= Beginning of Section =
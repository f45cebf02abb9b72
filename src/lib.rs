//! pgbreaker - fixed-size PostgreSQL connection pool guarded by a circuit breaker

#[cfg(feature = "postgres")]
pub mod cli;
pub mod config;
pub mod pool;
#[cfg(feature = "postgres")]
pub mod postgres;

pub use config::{PoolConfig, PoolOptions};
pub use pool::{ConnectionProvider, Pool, PoolError, PoolStatus};
//! PostgreSQL connection provider backed by `tokio-postgres`

use async_trait::async_trait;
use tokio_postgres::{Client, NoTls};
use tracing::{debug, error};

use crate::pool::{BoxError, ConnectionProvider};

/// Opens plain-TCP PostgreSQL sessions
///
/// Accepts both `postgres://` URLs and `key=value` connection strings.
#[derive(Debug, Clone, Copy, Default)]
pub struct PgProvider;

#[async_trait]
impl ConnectionProvider for PgProvider {
    type Connection = Client;

    async fn open(&self, url: &str) -> Result<Client, BoxError> {
        let (client, connection) = tokio_postgres::connect(url, NoTls).await?;

        // Drive the socket until the client is dropped
        tokio::spawn(async move {
            if let Err(e) = connection.await {
                error!(error = %e, "PostgreSQL connection error");
            }
        });

        debug!("PostgreSQL connection established");
        Ok(client)
    }

    async fn ping(&self, client: &Client) -> Result<(), BoxError> {
        client.simple_query("SELECT 1").await?;
        Ok(())
    }

    async fn close(&self, client: Client) {
        // Dropping the client ends the connection task
        drop(client);
    }
}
= End of Section =
About this task
The answer must hold exactly the lines of the entries above, from the first line through the line that contains "let (client, connection)", and no others.

Result below
repository f45cebf02abb9b72
filename src/lib.rs
//! pgbreaker - fixed-size PostgreSQL connection pool guarded by a circuit breaker

#[cfg(feature = "postgres")]
pub mod cli;
pub mod config;
pub mod pool;
#[cfg(feature = "postgres")]
pub mod postgres;

pub use config::{PoolConfig, PoolOptions};
pub use pool::{ConnectionProvider, Pool, PoolError, PoolStatus};
//! PostgreSQL connection provider backed by `tokio-postgres`

use async_trait::async_trait;
use tokio_postgres::{Client, NoTls};
use tracing::{debug, error};

use crate::pool::{BoxError, ConnectionProvider};

/// Opens plain-TCP PostgreSQL sessions
///
/// Accepts both `postgres://` URLs and `key=value` connection strings.
#[derive(Debug, Clone, Copy, Default)]
pub struct PgProvider;

#[async_trait]
impl ConnectionProvider for PgProvider {
    type Connection = Client;

    async fn open(&self, url: &str) -> Result<Client, BoxError> {
        let (client, connection) = tokio_postgres::connect(url, NoTls).await?;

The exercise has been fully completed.